Imágenes de calcio in vivo y ex vivo de una neurona del circuito olfativo en la larva de Drosophila melanogaster de tercer estadio

Este protocolo utiliza adhesivo tisular GLUture para mejorar la capacidad de obtener imágenes de calcio in vivo y ex vivo. Esto permite a los investigadores comprender la dinámica del calcio en una neurona del circuito olfativo en larvas de Drosophila de tercer estadio. La simplicidad y la rentabilidad son las dos principales ventajas de esta técnica, lo que hace que los experimentos sean más confiables y accesibles en la investigación neurofisiológica.

Prepare dos cámaras de alimentación colocando un pequeño cuadrado de toallita química en placas de Petri de seis centímetros.
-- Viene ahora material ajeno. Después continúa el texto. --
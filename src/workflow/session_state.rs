//! 考试会话 - 流程层
//!
//! 持有题目、作答与当前位置，是作答阶段唯一的可变状态。
//! 计时与自动跳题由编排层调度，这里只提供同步的状态变更。
//!
//! 状态机：InProgress ⇄ Paused → Submitted（终态）
//! - 暂停期间拒绝一切导航与作答
//! - 提交（手动确认或超时）绕过暂停，且只发生一次

use crate::error::SessionError;
use crate::models::Question;
use crate::services::scoring_service::{self, ScoreReport};
use chrono::{DateTime, Local};
use std::time::Duration;
use tokio::time::Instant;
use tracing::{debug, info};

/// 会话所处阶段
#[derive(Debug, Clone, Copy, PartialEq, Eq)]
pub enum Phase {
    InProgress,
    Paused,
    Submitted,
}

/// 题号面板中的一格
#[derive(Debug, Clone, Copy, PartialEq, Eq)]
pub struct PaletteEntry {
    pub index: usize,
    pub current: bool,
    pub answered: bool,
}

#[derive(Debug, Clone, PartialEq, Eq)]
pub struct OptionView {
    pub index: usize,
    pub text: String,
    pub selected: bool,
}

/// 当前题目的展示数据
#[derive(Debug, Clone, PartialEq, Eq)]
pub struct QuestionView {
    pub header: String,
    pub text: String,
    pub options: Vec<OptionView>,
    pub prev_enabled: bool,
    pub next_enabled: bool,
}

/// 一次作答的结果
#[derive(Debug, Clone, Copy, PartialEq, Eq)]
pub struct AnswerOutcome {
    /// 这道题此前未作答
    pub first_answer: bool,
    /// 需要延迟跳转到的题目
    pub auto_advance_to: Option<usize>,
}

/// 考试会话
#[derive(Debug, Clone)]
pub struct Session {
    title: String,
    questions: Vec<Question>,
    answers: Vec<Option<usize>>,
    current_index: usize,
    paused: bool,
    duration_secs: u64,
    started_at: Instant,
    ended_at: Option<Instant>,
    submitted_at: Option<DateTime<Local>>,
}

impl Session {
    /// 创建会话，题目列表为空时返回错误
    pub fn new(
        title: impl Into<String>,
        questions: Vec<Question>,
        duration_secs: u64,
        started_at: Instant,
    ) -> Result<Self, SessionError> {
        if questions.is_empty() {
            return Err(SessionError::NoQuestions);
        }
        let answers = vec![None; questions.len()];
        Ok(Self {
            title: title.into(),
            questions,
            answers,
            current_index: 0,
            paused: false,
            duration_secs,
            started_at,
            ended_at: None,
            submitted_at: None,
        })
    }

    pub fn title(&self) -> &str {
        &self.title
    }

    pub fn questions(&self) -> &[Question] {
        &self.questions
    }

    pub fn answers(&self) -> &[Option<usize>] {
        &self.answers
    }

    pub fn len(&self) -> usize {
        self.questions.len()
    }

    pub fn is_empty(&self) -> bool {
        self.questions.is_empty()
    }

    pub fn current_index(&self) -> usize {
        self.current_index
    }

    pub fn current_question(&self) -> &Question {
        &self.questions[self.current_index]
    }

    pub fn duration_secs(&self) -> u64 {
        self.duration_secs
    }

    pub fn is_paused(&self) -> bool {
        self.paused
    }

    pub fn is_submitted(&self) -> bool {
        self.ended_at.is_some()
    }

    pub fn phase(&self) -> Phase {
        if self.is_submitted() {
            Phase::Submitted
        } else if self.paused {
            Phase::Paused
        } else {
            Phase::InProgress
        }
    }

    fn accepts_input(&self) -> bool {
        !self.paused && !self.is_submitted()
    }

    /// 跳转到指定题目；暂停、已提交或越界时不做任何事
    pub fn goto(&mut self, index: usize) -> bool {
        if !self.accepts_input() || index >= self.questions.len() {
            return false;
        }
        self.current_index = index;
        true
    }

    pub fn next(&mut self) -> bool {
        self.goto(self.current_index + 1)
    }

    pub fn prev(&mut self) -> bool {
        match self.current_index.checked_sub(1) {
            Some(index) => self.goto(index),
            None => false,
        }
    }

    /// 记录当前题目的作答
    ///
    /// 首次作答且不在最后一题时返回自动跳转目标；暂停、已提交或选项越界时返回 `None`
    pub fn record_answer(&mut self, option: usize) -> Option<AnswerOutcome> {
        if !self.accepts_input() {
            return None;
        }
        let index = self.current_index;
        if option >= self.questions[index].options.len() {
            debug!("忽略越界选项 {} (第 {} 题)", option, index + 1);
            return None;
        }

        let first_answer = self.answers[index].is_none();
        self.answers[index] = Some(option);

        let last = self.questions.len() - 1;
        let auto_advance_to = (first_answer && index < last).then_some(index + 1);
        Some(AnswerOutcome {
            first_answer,
            auto_advance_to,
        })
    }

    /// 切换暂停状态，返回切换后的状态；已提交时不变
    pub fn toggle_pause(&mut self) -> bool {
        if !self.is_submitted() {
            self.paused = !self.paused;
            let state = if self.paused { "⏸️ 已暂停" } else { "▶️ 继续" };
            info!("{} {}", state, self.title);
        }
        self.paused
    }

    pub fn palette(&self) -> Vec<PaletteEntry> {
        self.answers
            .iter()
            .enumerate()
            .map(|(index, answer)| PaletteEntry {
                index,
                current: index == self.current_index,
                answered: answer.is_some(),
            })
            .collect()
    }

    pub fn view(&self) -> QuestionView {
        let question = self.current_question();
        let selected = self.answers[self.current_index];
        QuestionView {
            header: format!("Question {} of {}", self.current_index + 1, self.len()),
            text: question.text.clone(),
            options: question
                .options
                .iter()
                .enumerate()
                .map(|(index, text)| OptionView {
                    index,
                    text: text.clone(),
                    selected: selected == Some(index),
                })
                .collect(),
            prev_enabled: self.current_index > 0,
            next_enabled: self.current_index + 1 < self.len(),
        }
    }

    pub fn unanswered_count(&self) -> usize {
        self.answers.iter().filter(|a| a.is_none()).count()
    }

    /// 手动提交前的确认文案
    pub fn submit_prompt(&self) -> String {
        match self.unanswered_count() {
            0 => "Are you sure you want to submit the test?".to_string(),
            n => format!("You have {} unanswered questions. Submit?", n),
        }
    }

    /// 提交；只有第一次调用生效，返回本次是否完成了提交
    pub fn submit(&mut self, now: Instant) -> bool {
        if self.is_submitted() {
            return false;
        }
        self.ended_at = Some(now);
        self.submitted_at = Some(Local::now());
        self.paused = false;
        info!(
            "📝 提交 {}: 已作答 {}/{}",
            self.title,
            self.len() - self.unanswered_count(),
            self.len()
        );
        true
    }

    /// 开始到提交的时长；未提交时为 `None`
    pub fn elapsed(&self) -> Option<Duration> {
        self.ended_at
            .map(|end| end.saturating_duration_since(self.started_at))
    }

    /// 评分，仅在提交后可用
    pub fn grade(&self) -> Result<ScoreReport, SessionError> {
        let (elapsed, submitted_at) = self
            .elapsed()
            .zip(self.submitted_at)
            .ok_or(SessionError::NotSubmitted)?;
        Ok(scoring_service::grade(
            &self.questions,
            &self.answers,
            elapsed,
            submitted_at,
        ))
    }
}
Para condiciones de hambruna, agregue 350 microlitros de agua destilada. Para condiciones que no mueran de hambre, agregue 350 microlitros de solución de sacarosa 0.2 molar.
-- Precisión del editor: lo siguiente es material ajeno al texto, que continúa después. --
use serde::{Deserialize, Serialize};

/// 单道选择题
///
/// 由出题服务返回，接收后不再修改
#[derive(Debug, Clone, PartialEq, Eq, Serialize, Deserialize)]
pub struct Question {
    #[serde(rename = "question")]
    pub text: String,
    pub options: Vec<String>,
    #[serde(rename = "correct_answer_index")]
    pub correct_option_index: usize,
    #[serde(default)]
    pub explanation: String,
    #[serde(default)]
    pub topic: String,
}

impl Question {
    /// 校验题目结构：至少两个选项，答案下标在范围内
    pub fn validate(&self) -> Result<(), String> {
        if self.options.len() < 2 {
            return Err(format!("选项数量不足: {}", self.options.len()));
        }
        if self.correct_option_index >= self.options.len() {
            return Err(format!(
                "答案下标 {} 超出范围 [0, {})",
                self.correct_option_index,
                self.options.len()
            ));
        }
        Ok(())
    }

    pub fn is_correct(&self, answer: Option<usize>) -> bool {
        answer == Some(self.correct_option_index)
    }
}

impl std::fmt::Display for Question {
    fn fmt(&self, f: &mut std::fmt::Formatter<'_>) -> std::fmt::Result {
        // 截断题干以便显示（最多80个字符）
        let preview = crate::utils::logging::truncate_text(&self.text, 80);
        write!(f, "{} [{} 个选项]", preview, self.options.len())
    }
}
Transfiera un número igual de larvas lavadas a cada cámara de alimentación. Deje que las larvas se alimenten de sacarosa, agua destilada o sin hambre, durante dos horas a temperatura ambiente En un vidrio de cubierta de microscopio de 24 por 50 milímetros y 1,5 milímetros de espesor, cree un pozo, utilizando vaselina dispensada de una jeringa. Coloque una pequeña gota de adhesivo de tejido tópico GLUture en el centro de la cubierta de vidrio.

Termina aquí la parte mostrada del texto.